You can see the movie for Hoss's performance, which takes a couple of turns. Or for the period set design, which is great. In all it's a constrained movie physically, with a small cast and interior sets in most cases. And so the psychology and the suspense are meant to be sufficient, which they are not. Another (very different) end-of-WWII movie that works with similar restraint is last year's much more compelling "Diplomatie."

Director/writer Christian Petzold has a following, and is a significant contemporary force on the German scene. But for a starting point with him, I'd skip this one. Try "Barbara." Or any of his others, which can be magical.

A short film masquerading as a featureReviewed byjjustinjaegerVote: 6/10

While it can be a tense and involving watch, Phoenix is, beneath the craft, a short film expanded into ninety-plus minutes. That is, at thirty minutes we'd have the effect as we have at ninety.

The film first establishes its premise, which is intriguing and deep: a woman, coming out of a Nazi concentration camp, has a face transplant due to injury. She is unrecognizable to her husband, but similar enough that, when the two reunite, he asks her to imitate his old wife (actually the protagonist) in order to inherit her property. Her motivation in not telling him who she really is is not always clear, but is justified enough by her apparent want to be identified without having to explain herself. The allegorical connection to history this plot establishes the viewer can fairly easily deduce.

What follows is, save for the provocative last scene, repetition and insistence on drawling out this plot without deepening it or taking it to new heights. So, for example, there is a sequence of events where she attempts to prove her identity to her husband by first imitating her signature and then wearing her old shoes, which fit perfectly. Each of these events, which at the film's slow pace stretch about five minutes each, say the same thing. Each deems the other unnecessary since both are to the same effect. This goes on and on, where the viewer is invested solely for the moment when he may finally recognize her.

Repetitive also are the glances and gazes between the the protagonist and her husband. The acting in combination with the editing leads to brilliant minimal drama at times, but when we're seeing the same silent facial acting towards the end of the film that we also saw in the beginning attempting to create the same effect, well, it makes you question the film's integrity.

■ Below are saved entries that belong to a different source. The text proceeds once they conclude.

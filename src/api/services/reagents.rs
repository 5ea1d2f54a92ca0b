//! Reagent registration pages

use actix_web::{HttpResponse, http::StatusCode, http::header, web};
use serde::Deserialize;
use tracing::{info, warn};

use crate::api::AppState;
use crate::api::views::reagents::{render_confirm, render_reagents};
use crate::api::views::{Alert, NavItem, render_page};
use crate::reagents::LotRequest;

const PAGE_TITLE: &str = "Reagent registration";

#[derive(Debug, Default, Deserialize)]
pub struct SubmitForm {
    #[serde(default)]
    pub confirm: Option<String>,
}

impl SubmitForm {
    fn confirmed(&self) -> bool {
        self.confirm
            .as_deref()
            .is_some_and(|v| v.eq_ignore_ascii_case("true"))
    }
}

fn back_to_page() -> HttpResponse {
    HttpResponse::SeeOther()
        .append_header((header::LOCATION, "/reagents"))
        .finish()
}

async fn page(state: &AppState, status: StatusCode, alert: Option<Alert>) -> HttpResponse {
    let connection = state.reagents.connection_status().await;
    let mut body = alert.map(|a| a.render()).unwrap_or_default();
    body.push_str(&render_reagents(&state.reagents.queue(), &connection));

    HttpResponse::build(status)
        .content_type("text/html; charset=utf-8")
        .body(render_page(state, NavItem::Reagents, PAGE_TITLE, &body))
}

pub async fn reagents_page(state: web::Data<AppState>) -> HttpResponse {
    page(&state, StatusCode::OK, None).await
}

pub async fn queue_lot(state: web::Data<AppState>, form: web::Form<LotRequest>) -> HttpResponse {
    match state.reagents.add(&form) {
        Ok(_) => back_to_page(),
        Err(e) => {
            warn!("Rejected reagent lot: {}", e);
            page(&state, e.http_status(), Some(Alert::error(e.message()))).await
        }
    }
}

pub async fn clear_queue(state: web::Data<AppState>) -> HttpResponse {
    state.reagents.clear();
    info!("Reagent queue cleared");
    back_to_page()
}

/// Without `confirm=true` only the confirmation page is shown
pub async fn submit_queue(state: web::Data<AppState>, form: web::Form<SubmitForm>) -> HttpResponse {
    if !form.confirmed() {
        let queue = state.reagents.queue();
        if queue.pending().is_empty() {
            return page(
                &state,
                StatusCode::BAD_REQUEST,
                Some(Alert::error("No lots to submit")),
            )
            .await;
        }
        let body = render_confirm(queue.pending(), state.reagents.base_url());
        return HttpResponse::Ok()
            .content_type("text/html; charset=utf-8")
            .body(render_page(&state, NavItem::Reagents, PAGE_TITLE, &body));
    }

    match state.reagents.submit().await {
        Ok(results) => {
            let created = results.iter().filter(|r| r.success).count();
            let alert = if created == results.len() {
                Alert::success(format!("Created {} reagent lots", created))
            } else {
                Alert::error(format!(
                    "{} of {} lots failed; failed lots remain queued",
                    results.len() - created,
                    results.len()
                ))
            };
            page(&state, StatusCode::OK, Some(alert)).await
        }
        Err(e) => page(&state, e.http_status(), Some(Alert::error(e.message()))).await,
    }
}

pub fn reagent_routes(cfg: &mut web::ServiceConfig) {
    cfg.route("/reagents", web::get().to(reagents_page))
        .route("/reagents/queue", web::post().to(queue_lot))
        .route("/reagents/clear", web::post().to(clear_queue))
        .route("/reagents/submit", web::post().to(submit_queue));
}
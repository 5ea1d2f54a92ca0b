//! Reagent kits that can be registered as lots

use serde::Serialize;

use crate::errors::{LimsError, Result};

#[derive(Debug, Clone, Copy, PartialEq, Eq, Serialize)]
#[serde(rename_all = "lowercase")]
pub enum NamingGroup {
    Index,
    Prep,
}

impl NamingGroup {
    pub fn as_str(&self) -> &'static str {
        match self {
            NamingGroup::Index => "index",
            NamingGroup::Prep => "prep",
        }
    }
}

#[derive(Debug, Clone, PartialEq, Eq, Serialize)]
pub struct ReagentType {
    pub name: &'static str,
    pub short_name: &'static str,
    pub category: &'static str,
    pub naming_group: NamingGroup,
    pub requires_set_letter: bool,
    /// Id of the reagent kit in Clarity
    pub kit_id: u32,
}

impl ReagentType {
    pub fn kit_uri(&self, base_url: &str) -> String {
        format!("{}/reagentkits/{}", base_url.trim_end_matches('/'), self.kit_id)
    }
}

pub const REAGENT_TYPES: [ReagentType; 4] = [
    ReagentType {
        name: "IDT-ILMN DNA/RNA UD Index Sets",
        short_name: "IDT-Index",
        category: "Index",
        naming_group: NamingGroup::Index,
        requires_set_letter: true,
        kit_id: 302,
    },
    ReagentType {
        name: "Illumina DNA Prep - IPB + Buffers (SPB, TSB, TWB) 96sp",
        short_name: "IPB-Buffers",
        category: "Buffers",
        naming_group: NamingGroup::Prep,
        requires_set_letter: false,
        kit_id: 203,
    },
    ReagentType {
        name: "Illumina DNA Prep – PCR + Buffers (EPM, TB1, RSB) 96sp",
        short_name: "PCR-Buffers",
        category: "Buffers",
        naming_group: NamingGroup::Prep,
        requires_set_letter: false,
        kit_id: 202,
    },
    ReagentType {
        name: "Illumina DNA Prep – Tagmentation (M) Beads 96sp",
        short_name: "Tag-Beads",
        category: "Beads",
        naming_group: NamingGroup::Prep,
        requires_set_letter: false,
        kit_id: 102,
    },
];

pub const INDEX_SET_LETTERS: [char; 4] = ['A', 'B', 'C', 'D'];

/// Look a reagent type up by full or short name
pub fn find_reagent_type(name: &str) -> Result<&'static ReagentType> {
    let name = name.trim();
    REAGENT_TYPES
        .iter()
        .find(|r| r.name == name || r.short_name.eq_ignore_ascii_case(name))
        .ok_or_else(|| LimsError::validation(format!("Unknown reagent type: {}", name)))
}

/// Index set letter; missing means `A`
pub fn parse_set_letter(raw: Option<&str>) -> Result<char> {
    let raw = raw.map(str::trim).filter(|s| !s.is_empty());
    let Some(raw) = raw else {
        return Ok('A');
    };
    let mut chars = raw.chars();
    match (chars.next().map(|c| c.to_ascii_uppercase()), chars.next()) {
        (Some(c), None) if INDEX_SET_LETTERS.contains(&c) => Ok(c),
        _ => Err(LimsError::validation(format!(
            "Invalid index set '{}'. Valid: A, B, C, D",
            raw
        ))),
    }
}
//! Mode routing
//!
//! `serve` (the default) runs the HTTP server; every other command runs
//! once and exits.

pub mod cli;
pub mod server;

pub use cli::run_cli;
pub use server::run_server;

I think the film's integrity is this: It plays it safe. It establishes an interesting metaphor, and doesn't roll with it as much as it could have. It shrinks the surrounding historical events into the evocative faces of its two leads. Artful sure, but compelling only for a while. And the bottom line is that it didn't move me. The film wanted to be devastating but I wasn't devastated. The film wanted to be subtly heart-wrenching but my heart wasn't wrenched. I felt at the end, "Alright, that was it. There it was." In other words I didn't feel much besides the mild and consistent tension throughout. There's only so much you can accomplish in a film with these parameters. This review is not primarily negative because the film was bad but because the critic consensus is overwhelmingly positive. An excellent short film, but only a good film.